Point de départ

Sommet de l’OTAN, avril 2008 à Bucarest où les ” aspirations de l’Ukraine à rejoindre l’OTAN ” ont été officiellement saluées. (Archives de la Chancellerie du Président de la République de Pologne, Wikimedia Commons)

Le point de départ de la crise se situe en février 2014, lorsque l’administration Obama a inspiré et orchestré un coup d’État à Kiev qui a usurpé le président démocratiquement élu Viktor Ianoukovitch.

Victoria Nuland, secrétaire d’État adjointe américaine, était là, sur la place Maidan, à applaudir la révolution des couleurs et à comploter, avec son frère, l’ambassadeur Geoffrey Pyatt. Ils ont collaboré avec des groupes ultra-nationalistes violents et extrêmes avec lesquels Washington cultivait activement des liens depuis plusieurs années. Ces ultras dominent encore aujourd’hui le service de sécurité de l’Ukraine et le principal organe politique du gouvernement, le Conseil de sécurité.

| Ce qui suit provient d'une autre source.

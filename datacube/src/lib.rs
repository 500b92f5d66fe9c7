//! Datacube - cloud-free Sentinel-2 median composites as a chunked array
//!
//! This library builds a `(time, latitude, longitude, band)` zarr cube by
//! fanning one job per land tile and period out to an execution backend,
//! retrying failed jobs independently, and committing the batch.
//!
//! ```text
//!   CubeConfig ──► JobGenerator ──► Dispatcher ──► Backend ──► WorkerHandler
//!       │          (land tiles      (retries,      (local,      (search, load,
//!       │           × periods)       in-flight)     process,     composite,
//!       ▼                                           http)        write)
//!   CubeStore ◄──────────── commit ◄── RunSummary ◄──────────────────┘
//! ```
//!
//! # High-Level API
//!
//! [`app::run_build`] wires everything together:
//!
//! ```ignore
//! use datacube::app::{run_build, BuildOptions};
//! use datacube::executor::{Dispatcher, LocalBackend};
//! use datacube::landmask::AllLand;
//! use datacube::storage::VersionedStore;
//! use datacube::worker::{ProcessorSettings, StacWorkerHandler};
//!
//! let handler = StacWorkerHandler::from_settings(&ProcessorSettings::default())?;
//! let dispatcher = Dispatcher::new(LocalBackend::new(handler));
//! let store = VersionedStore::new("/data/cubes/bay-area");
//!
//! let summary = run_build(config, &store, &AllLand, &dispatcher, &BuildOptions::default()).await?;
//! println!("{} of {} chunks written", summary.succeeded, summary.total);
//! ```

pub mod app;
pub mod catalog;
pub mod composite;
pub mod config;
pub mod executor;
pub mod grid;
pub mod http;
pub mod jobs;
pub mod landmask;
pub mod loader;
pub mod logging;
pub mod processor;
pub mod storage;
pub mod worker;

/// Version of the library and CLI.
///
/// Synchronized across the workspace through `Cargo.toml`.
pub const VERSION: &str = env!("CARGO_PKG_VERSION");
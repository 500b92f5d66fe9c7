//! Snapshot repository with atomic commits.
//!
//! ```text
//!   <repo>/
//!   ├── HEAD                 id of the current snapshot
//!   ├── commits.jsonl        one CommitRecord per line, oldest first
//!   ├── snapshots/<id>/      immutable zarr hierarchies
//!   └── sessions/<base>/<id>/  writes of an open session on snapshot <base>
//! ```
//!
//! A session starts as a copy of the head's metadata documents. Chunk files
//! written by workers land in the session only. On commit the head snapshot
//! is hard-linked into a staging directory, the session's changed files are
//! moved over it, the staging directory is renamed into place, the commit is
//! logged, and `HEAD` is swapped last. Readers of `HEAD` therefore see either
//! the previous snapshot or the complete new one, and every snapshot `HEAD`
//! names is in the log.
//!
//! Chunks of failed jobs are dropped from the session with
//! [`CubeStore::discard`] before the commit, so the new snapshot keeps the
//! base's contents for them. A session that is never committed is removed by
//! [`CubeStore::rollback`]; one left behind by a crashed run is swept when
//! the next session opens on a newer head.

use std::fs;
use std::io::{BufRead, BufReader, Write};
use std::path::{Path, PathBuf};

use chrono::{DateTime, Utc};
use parking_lot::Mutex;
use serde::{Deserialize, Serialize};
use sha2::{Digest, Sha256};
use tracing::{debug, info, warn};
use uuid::Uuid;

use super::{
    local_path, ArrayTarget, CommitOutcome, CubeStore, StorageError, StorageKind, ZarrChunkWriter,
};
use crate::jobs::WriteRegion;

const HEAD_FILE: &str = "HEAD";
const LOG_FILE: &str = "commits.jsonl";
const SNAPSHOTS_DIR: &str = "snapshots";
const SESSIONS_DIR: &str = "sessions";
const METADATA_FILE: &str = "zarr.json";

/// Message of the commit that creates an empty repository.
pub const INITIAL_COMMIT_MESSAGE: &str = "Initialize repository";

/// One entry of the commit log.
#[derive(Debug, Clone, PartialEq, Eq, Serialize, Deserialize)]
pub struct CommitRecord {
    pub id: String,
    pub parent: Option<String>,
    pub message: String,
    pub timestamp: DateTime<Utc>,
    /// Files that differ from the parent snapshot.
    pub changed_files: usize,
    /// SHA-256 over the sorted `(path, size)` listing of the snapshot.
    pub manifest_sha256: String,
}

#[derive(Debug)]
struct Session {
    id: String,
    base: String,
    path: PathBuf,
}

/// Transactional store keeping every committed state as a snapshot.
#[derive(Debug)]
pub struct VersionedStore {
    root: PathBuf,
    session: Mutex<Option<Session>>,
}
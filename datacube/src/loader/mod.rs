//! Loading scene bands onto a tile's pixel grid.
//!
//! For every scene the classification band ([`SCL_BAND`]) and the requested
//! reflectance bands are resampled onto the tile [`GeoBox`]. Scenes from the
//! same solar day (adjacent granules of one overpass) are then merged into a
//! single time step, first valid pixel wins.
//!
//! # Example
//!
//! ```ignore
//! use datacube::http::AsyncReqwestClient;
//! use datacube::loader::{GeoTiffLoader, SceneLoader};
//!
//! let loader = GeoTiffLoader::new(AsyncReqwestClient::new()?).with_io_concurrency(16);
//! let steps = loader.load(&scenes, &bands, &job.geobox()).await?;
//! ```

mod geotiff;
mod projection;

pub use geotiff::{
    GeoTiffLoader, Resampling, DEFAULT_BLOCK_BYTES, DEFAULT_IO_CONCURRENCY, DEFAULT_MAX_WINDOW_BYTES,
};
pub use projection::{utm_forward, SourceCrs};

use std::future::Future;

use thiserror::Error;

use crate::catalog::Scene;
use crate::grid::GeoBox;
use crate::http::HttpError;

/// Asset name of the Sentinel-2 scene classification layer.
pub const SCL_BAND: &str = "scl";

/// Errors from loading band data.
#[derive(Debug, Clone, PartialEq, Error)]
pub enum LoadError {
    #[error("scene {scene} has no '{asset}' asset")]
    MissingAsset { scene: String, asset: String },

    #[error(transparent)]
    Http(#[from] HttpError),

    #[error("failed to decode {url}: {message}")]
    Decode { url: String, message: String },

    #[error("unsupported coordinate system in {url}: {crs}")]
    UnsupportedCrs { url: String, crs: String },

    #[error("window of {url} needs {bytes} bytes, above the limit of {limit}")]
    WindowTooLarge { url: String, bytes: usize, limit: usize },

    #[error("load task failed: {0}")]
    Task(String),
}

/// One band on a tile grid, row-major, 0 = no data.
#[derive(Debug, Clone, PartialEq, Eq)]
pub struct Raster {
    pub width: usize,
    pub height: usize,
    pub data: Vec<u16>,
}

impl Raster {
    pub fn new(width: usize, height: usize, data: Vec<u16>) -> Self {
        debug_assert_eq!(data.len(), width * height);
        Self {
            width,
            height,
            data,
        }
    }

    pub fn filled(width: usize, height: usize, value: u16) -> Self {
        Self::new(width, height, vec![value; width * height])
    }

    pub fn get(&self, row: usize, col: usize) -> u16 {
        self.data[row * self.width + col]
    }
}

/// Classification plus reflectance bands for one time step.
#[derive(Debug, Clone, PartialEq, Eq)]
pub struct SceneLayers {
    pub scl: Raster,
    /// In the order the bands were requested.
    pub bands: Vec<Raster>,
}

/// Loads band data for a set of scenes onto one tile.
pub trait SceneLoader: Send + Sync {
    /// Returns one [`SceneLayers`] per solar day, ordered by date.
    fn load(
        &self,
        scenes: &[Scene],
        bands: &[String],
        geobox: &GeoBox,
    ) -> impl Future<Output = Result<Vec<SceneLayers>, LoadError>> + Send;
}

/// Merges per-scene layers into one entry per solar day.
///
/// `layers[i]` belongs to `scenes[i]`. Within a day, scenes are visited in
/// acquisition order and each pixel keeps the first scene whose
/// classification is non-zero.
pub fn mosaic_by_solar_day(
    scenes: &[Scene],
    layers: Vec<SceneLayers>,
    lon: f64,
) -> Vec<SceneLayers> {
    let mut keyed: Vec<_> = scenes
        .iter()
        .map(|s| (s.solar_day(lon), s.datetime))
        .zip(layers)
        .collect();
    keyed.sort_by_key(|((day, datetime), _)| (*day, *datetime));

    let mut days: Vec<(chrono::NaiveDate, SceneLayers)> = Vec::new();
    for ((day, _), layers) in keyed {
        match days.last_mut() {
            Some((current, merged)) if *current == day => fill_missing(merged, &layers),
            _ => days.push((day, layers)),
        }
    }
    days.into_iter().map(|(_, layers)| layers).collect()
}

fn fill_missing(target: &mut SceneLayers, source: &SceneLayers) {
    for i in 0..target.scl.data.len() {
        if target.scl.data[i] == 0 && source.scl.data[i] != 0 {
            target.scl.data[i] = source.scl.data[i];
            for (band, other) in target.bands.iter_mut().zip(&source.bands) {
                band.data[i] = other.data[i];
            }
        }
    }
}

#[cfg(test)]
mod tests {
    use super::*;
    use std::collections::BTreeMap;

    fn scene(id: &str, datetime: &str) -> Scene {
        Scene {
            id: id.to_string(),
            datetime: datetime.parse().unwrap(),
            assets: BTreeMap::new(),
            cloud_cover: None,
        }
    }

    fn layers(scl: [u16; 2], red: [u16; 2]) -> SceneLayers {
        SceneLayers {
            scl: Raster::new(2, 1, scl.to_vec()),
            bands: vec![Raster::new(2, 1, red.to_vec())],
        }
    }

    #[test]
    fn test_same_day_scenes_are_merged() {
        let scenes = [
            scene("a", "2020-01-05T10:30:00Z"),
            scene("b", "2020-01-05T10:30:05Z"),
        ];
        let merged = mosaic_by_solar_day(
            &scenes,
            vec![layers([4, 0], [100, 0]), layers([5, 5], [200, 300])],
            0.0,
        );

        assert_eq!(merged.len(), 1);
        assert_eq!(merged[0].scl.data, vec![4, 5]);
        assert_eq!(merged[0].bands[0].data, vec![100, 300]);
    }

    #[test]
    fn test_different_days_stay_separate_and_sorted() {
        let scenes = [
            scene("late", "2020-01-10T10:30:00Z"),
            scene("early", "2020-01-05T10:30:00Z"),
        ];
        let merged = mosaic_by_solar_day(
            &scenes,
            vec![layers([4, 4], [2, 2]), layers([4, 4], [1, 1])],
            0.0,
        );

        assert_eq!(merged.len(), 2);
        assert_eq!(merged[0].bands[0].data, vec![1, 1]);
        assert_eq!(merged[1].bands[0].data, vec![2, 2]);
    }

    #[test]
    fn test_raster_accessors() {
        let raster = Raster::new(3, 2, vec![1, 2, 3, 4, 5, 6]);
        assert_eq!(raster.get(1, 0), 4);
        assert_eq!(Raster::filled(2, 2, 7).data, vec![7; 4]);
    }
}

Le coup d’État de Maidan a été le point culminant de l’objectif américain, profondément ancré, d’incorporer une Ukraine anti-russe dans l’orbite organisationnelle occidentale : l’OTAN avant tout – comme le président George W. Bush a cherché à le faire dès 2008.

L’encerclement d’une Russie maintenue en marge d’une Europe dirigée par les Américains était un objectif depuis 1991. L’émergence d’un leader fort et très efficace, représenté par Vladimir Poutine, a accéléré la perception de la nécessité de maintenir la Russie dans un état de faiblesse et d’isolement.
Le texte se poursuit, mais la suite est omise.